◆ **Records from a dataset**
//! hrocm-core: Core traits, error definitions, and diagnostics for the
//! HROCM driver.
//!
//! This crate defines the pieces every other crate in the workspace shares:
//! the byte-level link to the module, the error taxonomy, and the
//! session-owned diagnostic log. It has no knowledge of the wire format.
//!
//! # Key types
//!
//! - [`Transport`] -- fixed-length full-duplex exchange with the module
//! - [`Error`] / [`FrameError`] / [`Result`] -- error handling
//! - [`Diagnostics`] -- drainable ERROR/WARNING log with source locations
//! - [`LinkCounters`] -- magic, CRC and retransmit counters

pub mod diagnostics;
pub mod error;
pub mod helpers;
pub mod transport;

pub use diagnostics::{DiagnosticEntry, Diagnostics, LinkCounters, Severity};
pub use error::{Error, FrameError, Result};
pub use helpers::{format_freq_thz, format_revision, text_field};
pub use transport::Transport;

◆ **How to complete this task**
Write out each line of the data that holds the string "module".

◆ **Exercise answer**
//! the byte-level link to the module, the error taxonomy, and the
//! - [`Transport`] -- fixed-length full-duplex exchange with the module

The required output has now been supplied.